(SOURCE MATERIAL)
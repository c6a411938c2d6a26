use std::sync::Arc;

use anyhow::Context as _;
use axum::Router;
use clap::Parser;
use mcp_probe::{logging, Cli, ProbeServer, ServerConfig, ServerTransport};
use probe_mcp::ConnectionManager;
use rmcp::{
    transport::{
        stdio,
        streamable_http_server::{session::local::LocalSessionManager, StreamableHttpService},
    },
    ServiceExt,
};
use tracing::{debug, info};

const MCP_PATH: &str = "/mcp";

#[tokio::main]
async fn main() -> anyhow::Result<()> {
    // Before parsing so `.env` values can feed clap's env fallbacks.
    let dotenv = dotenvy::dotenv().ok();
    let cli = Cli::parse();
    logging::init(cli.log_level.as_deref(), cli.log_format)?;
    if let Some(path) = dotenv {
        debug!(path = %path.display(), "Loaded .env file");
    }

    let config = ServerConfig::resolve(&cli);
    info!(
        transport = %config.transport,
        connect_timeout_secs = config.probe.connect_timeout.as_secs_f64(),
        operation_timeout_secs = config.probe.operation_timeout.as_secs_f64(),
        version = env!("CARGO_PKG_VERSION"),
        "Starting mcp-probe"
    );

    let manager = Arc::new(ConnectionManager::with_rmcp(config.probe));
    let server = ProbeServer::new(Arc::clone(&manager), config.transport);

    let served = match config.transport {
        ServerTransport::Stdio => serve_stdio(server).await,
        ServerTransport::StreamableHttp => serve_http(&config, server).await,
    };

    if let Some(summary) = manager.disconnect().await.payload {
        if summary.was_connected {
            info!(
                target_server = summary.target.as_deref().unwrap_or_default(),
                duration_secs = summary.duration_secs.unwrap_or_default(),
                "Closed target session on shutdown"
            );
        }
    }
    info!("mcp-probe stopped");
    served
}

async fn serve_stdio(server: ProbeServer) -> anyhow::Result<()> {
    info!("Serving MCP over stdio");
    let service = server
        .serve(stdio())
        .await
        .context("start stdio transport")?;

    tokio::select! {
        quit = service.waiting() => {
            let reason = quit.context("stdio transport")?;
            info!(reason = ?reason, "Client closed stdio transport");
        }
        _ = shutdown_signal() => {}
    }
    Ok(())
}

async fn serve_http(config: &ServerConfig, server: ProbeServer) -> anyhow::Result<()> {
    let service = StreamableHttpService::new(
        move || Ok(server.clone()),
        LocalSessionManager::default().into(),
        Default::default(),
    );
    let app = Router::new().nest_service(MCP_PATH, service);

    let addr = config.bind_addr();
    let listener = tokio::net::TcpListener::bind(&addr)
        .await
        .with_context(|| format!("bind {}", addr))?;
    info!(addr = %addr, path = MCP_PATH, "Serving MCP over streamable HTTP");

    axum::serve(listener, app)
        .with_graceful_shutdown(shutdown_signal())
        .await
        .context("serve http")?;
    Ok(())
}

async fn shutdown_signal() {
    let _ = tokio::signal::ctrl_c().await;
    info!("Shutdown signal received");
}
(End SOURCE MATERIAL)
(SOURCE MATERIAL)
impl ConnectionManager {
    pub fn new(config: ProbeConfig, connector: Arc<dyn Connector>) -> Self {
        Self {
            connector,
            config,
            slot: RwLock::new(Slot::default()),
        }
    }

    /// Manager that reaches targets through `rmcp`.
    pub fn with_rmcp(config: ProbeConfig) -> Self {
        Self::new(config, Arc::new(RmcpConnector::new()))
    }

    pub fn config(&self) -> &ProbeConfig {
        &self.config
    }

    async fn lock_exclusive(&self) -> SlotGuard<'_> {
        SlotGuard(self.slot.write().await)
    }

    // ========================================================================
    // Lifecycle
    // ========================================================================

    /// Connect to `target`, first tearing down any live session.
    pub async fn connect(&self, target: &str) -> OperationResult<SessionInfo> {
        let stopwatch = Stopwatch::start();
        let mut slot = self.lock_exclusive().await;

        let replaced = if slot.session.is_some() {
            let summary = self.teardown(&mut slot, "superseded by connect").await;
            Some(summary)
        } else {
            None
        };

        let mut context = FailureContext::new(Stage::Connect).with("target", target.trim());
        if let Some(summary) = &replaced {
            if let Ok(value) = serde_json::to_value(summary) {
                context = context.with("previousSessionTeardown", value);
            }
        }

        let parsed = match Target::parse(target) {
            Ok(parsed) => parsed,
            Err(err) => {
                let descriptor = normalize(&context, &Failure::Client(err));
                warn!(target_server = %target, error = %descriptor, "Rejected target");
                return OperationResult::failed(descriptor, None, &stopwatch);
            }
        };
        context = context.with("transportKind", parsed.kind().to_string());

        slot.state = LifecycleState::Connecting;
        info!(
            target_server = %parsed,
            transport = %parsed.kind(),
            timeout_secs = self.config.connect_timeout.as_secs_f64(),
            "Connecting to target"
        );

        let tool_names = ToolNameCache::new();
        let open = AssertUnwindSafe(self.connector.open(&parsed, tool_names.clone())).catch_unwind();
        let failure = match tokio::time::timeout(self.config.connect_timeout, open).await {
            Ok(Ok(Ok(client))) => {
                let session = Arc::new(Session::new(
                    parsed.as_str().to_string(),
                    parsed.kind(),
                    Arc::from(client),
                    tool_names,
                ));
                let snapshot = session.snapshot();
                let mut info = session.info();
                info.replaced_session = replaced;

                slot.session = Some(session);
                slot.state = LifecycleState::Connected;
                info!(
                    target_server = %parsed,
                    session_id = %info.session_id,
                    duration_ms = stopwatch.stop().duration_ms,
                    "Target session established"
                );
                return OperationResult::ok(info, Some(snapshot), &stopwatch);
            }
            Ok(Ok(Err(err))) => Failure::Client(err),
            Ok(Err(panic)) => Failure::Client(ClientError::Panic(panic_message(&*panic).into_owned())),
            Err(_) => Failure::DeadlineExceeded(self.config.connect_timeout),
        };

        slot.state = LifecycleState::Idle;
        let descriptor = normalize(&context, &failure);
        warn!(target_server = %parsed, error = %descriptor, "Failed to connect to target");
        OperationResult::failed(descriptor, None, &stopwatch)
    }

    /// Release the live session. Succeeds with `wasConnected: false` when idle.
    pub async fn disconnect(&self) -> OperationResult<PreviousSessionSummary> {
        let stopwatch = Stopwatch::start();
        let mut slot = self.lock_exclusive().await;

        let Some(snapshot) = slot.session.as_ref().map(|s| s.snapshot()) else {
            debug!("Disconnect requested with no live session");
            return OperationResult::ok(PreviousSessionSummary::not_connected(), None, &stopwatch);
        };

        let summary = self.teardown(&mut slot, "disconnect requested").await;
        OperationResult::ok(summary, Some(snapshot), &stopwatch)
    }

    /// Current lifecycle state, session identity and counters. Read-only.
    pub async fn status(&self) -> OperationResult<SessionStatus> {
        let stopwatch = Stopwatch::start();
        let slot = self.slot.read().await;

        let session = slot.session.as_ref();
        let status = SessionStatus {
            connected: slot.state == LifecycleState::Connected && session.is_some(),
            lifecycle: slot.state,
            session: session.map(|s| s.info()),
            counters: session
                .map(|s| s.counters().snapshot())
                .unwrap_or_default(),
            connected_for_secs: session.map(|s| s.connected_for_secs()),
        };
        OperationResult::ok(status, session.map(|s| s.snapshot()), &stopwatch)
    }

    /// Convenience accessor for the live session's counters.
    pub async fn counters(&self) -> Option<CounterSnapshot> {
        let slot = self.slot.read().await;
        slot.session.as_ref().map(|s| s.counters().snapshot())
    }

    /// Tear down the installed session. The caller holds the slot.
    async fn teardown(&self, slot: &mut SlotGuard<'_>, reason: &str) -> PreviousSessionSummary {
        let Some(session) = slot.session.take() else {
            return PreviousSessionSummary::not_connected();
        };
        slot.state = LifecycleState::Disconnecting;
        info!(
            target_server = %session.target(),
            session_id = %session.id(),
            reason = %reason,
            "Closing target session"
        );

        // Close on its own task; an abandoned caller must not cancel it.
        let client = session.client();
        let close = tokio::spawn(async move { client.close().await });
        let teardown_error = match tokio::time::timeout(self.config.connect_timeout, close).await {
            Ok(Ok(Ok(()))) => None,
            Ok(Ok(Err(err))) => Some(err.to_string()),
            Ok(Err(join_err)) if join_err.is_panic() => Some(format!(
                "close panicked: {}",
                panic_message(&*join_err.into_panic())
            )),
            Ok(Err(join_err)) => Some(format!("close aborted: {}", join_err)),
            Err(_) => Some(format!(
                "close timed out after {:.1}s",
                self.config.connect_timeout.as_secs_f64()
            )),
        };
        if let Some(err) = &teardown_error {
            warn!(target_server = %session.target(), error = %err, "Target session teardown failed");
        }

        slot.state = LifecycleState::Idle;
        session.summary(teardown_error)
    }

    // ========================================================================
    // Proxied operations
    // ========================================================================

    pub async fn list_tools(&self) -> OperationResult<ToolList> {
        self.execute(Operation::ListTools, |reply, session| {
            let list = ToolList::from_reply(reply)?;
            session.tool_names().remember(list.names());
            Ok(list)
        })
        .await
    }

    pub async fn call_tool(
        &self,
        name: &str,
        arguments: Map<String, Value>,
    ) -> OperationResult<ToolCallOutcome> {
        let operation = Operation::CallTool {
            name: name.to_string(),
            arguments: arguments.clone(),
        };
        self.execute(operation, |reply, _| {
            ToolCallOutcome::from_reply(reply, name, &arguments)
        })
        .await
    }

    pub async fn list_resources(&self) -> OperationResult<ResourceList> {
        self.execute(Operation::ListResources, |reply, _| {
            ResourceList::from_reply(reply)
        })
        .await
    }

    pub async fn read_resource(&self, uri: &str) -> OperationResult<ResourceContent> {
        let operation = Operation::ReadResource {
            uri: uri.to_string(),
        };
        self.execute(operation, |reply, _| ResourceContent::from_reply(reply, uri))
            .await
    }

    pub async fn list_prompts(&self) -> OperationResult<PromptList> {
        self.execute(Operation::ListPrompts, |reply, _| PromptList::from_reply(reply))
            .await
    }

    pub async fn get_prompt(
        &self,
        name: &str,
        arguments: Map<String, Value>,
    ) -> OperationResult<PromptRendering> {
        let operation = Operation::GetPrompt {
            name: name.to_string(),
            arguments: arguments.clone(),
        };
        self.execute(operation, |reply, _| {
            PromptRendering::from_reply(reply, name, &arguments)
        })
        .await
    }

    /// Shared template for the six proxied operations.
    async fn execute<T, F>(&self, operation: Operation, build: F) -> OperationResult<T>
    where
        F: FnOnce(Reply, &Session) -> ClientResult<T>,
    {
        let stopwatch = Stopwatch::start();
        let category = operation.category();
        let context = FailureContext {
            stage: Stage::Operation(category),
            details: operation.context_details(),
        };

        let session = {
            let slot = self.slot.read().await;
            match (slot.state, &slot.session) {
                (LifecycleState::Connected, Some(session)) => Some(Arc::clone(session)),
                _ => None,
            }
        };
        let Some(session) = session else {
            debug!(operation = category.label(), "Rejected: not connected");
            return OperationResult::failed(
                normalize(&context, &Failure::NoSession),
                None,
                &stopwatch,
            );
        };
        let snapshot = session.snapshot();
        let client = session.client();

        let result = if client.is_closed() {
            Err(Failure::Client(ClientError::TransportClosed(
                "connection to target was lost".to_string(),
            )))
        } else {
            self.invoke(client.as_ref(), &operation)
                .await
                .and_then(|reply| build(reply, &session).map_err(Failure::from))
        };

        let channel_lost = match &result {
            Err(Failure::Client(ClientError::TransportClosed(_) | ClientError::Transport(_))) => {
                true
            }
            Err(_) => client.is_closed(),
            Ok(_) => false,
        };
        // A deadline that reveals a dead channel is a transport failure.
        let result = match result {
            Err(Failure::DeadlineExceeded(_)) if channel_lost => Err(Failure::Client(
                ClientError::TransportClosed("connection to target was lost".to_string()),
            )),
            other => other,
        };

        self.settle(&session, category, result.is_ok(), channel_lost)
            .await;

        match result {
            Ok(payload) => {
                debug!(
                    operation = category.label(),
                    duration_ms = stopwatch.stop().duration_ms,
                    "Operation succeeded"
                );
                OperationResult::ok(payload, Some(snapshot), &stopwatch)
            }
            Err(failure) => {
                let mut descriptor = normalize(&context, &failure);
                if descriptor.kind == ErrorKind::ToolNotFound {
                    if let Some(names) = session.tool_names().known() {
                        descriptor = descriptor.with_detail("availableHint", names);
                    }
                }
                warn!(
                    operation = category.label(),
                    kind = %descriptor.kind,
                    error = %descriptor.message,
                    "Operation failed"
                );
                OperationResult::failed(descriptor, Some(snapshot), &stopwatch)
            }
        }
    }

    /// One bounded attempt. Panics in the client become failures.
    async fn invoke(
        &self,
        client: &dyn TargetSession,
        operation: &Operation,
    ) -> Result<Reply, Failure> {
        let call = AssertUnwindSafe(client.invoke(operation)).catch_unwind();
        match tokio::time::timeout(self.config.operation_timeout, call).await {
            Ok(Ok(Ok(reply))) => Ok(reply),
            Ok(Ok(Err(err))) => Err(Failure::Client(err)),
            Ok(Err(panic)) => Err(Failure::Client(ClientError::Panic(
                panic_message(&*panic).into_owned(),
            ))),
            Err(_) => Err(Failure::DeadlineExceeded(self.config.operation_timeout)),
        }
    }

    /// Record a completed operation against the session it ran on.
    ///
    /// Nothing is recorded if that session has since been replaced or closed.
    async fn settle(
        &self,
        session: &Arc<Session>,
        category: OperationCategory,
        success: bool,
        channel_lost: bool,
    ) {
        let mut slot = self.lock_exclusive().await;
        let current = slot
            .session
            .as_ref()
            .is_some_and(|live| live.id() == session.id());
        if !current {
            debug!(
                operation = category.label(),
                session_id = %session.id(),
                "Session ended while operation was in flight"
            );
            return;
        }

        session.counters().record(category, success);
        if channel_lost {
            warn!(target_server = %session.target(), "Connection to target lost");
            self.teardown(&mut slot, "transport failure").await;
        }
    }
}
(End SOURCE MATERIAL)
INSTRUCTIONS TO FOLLOW
Look through the entries above for the word "settle". Say how many lines contain it, using only a number.

RESPONSE AREA
2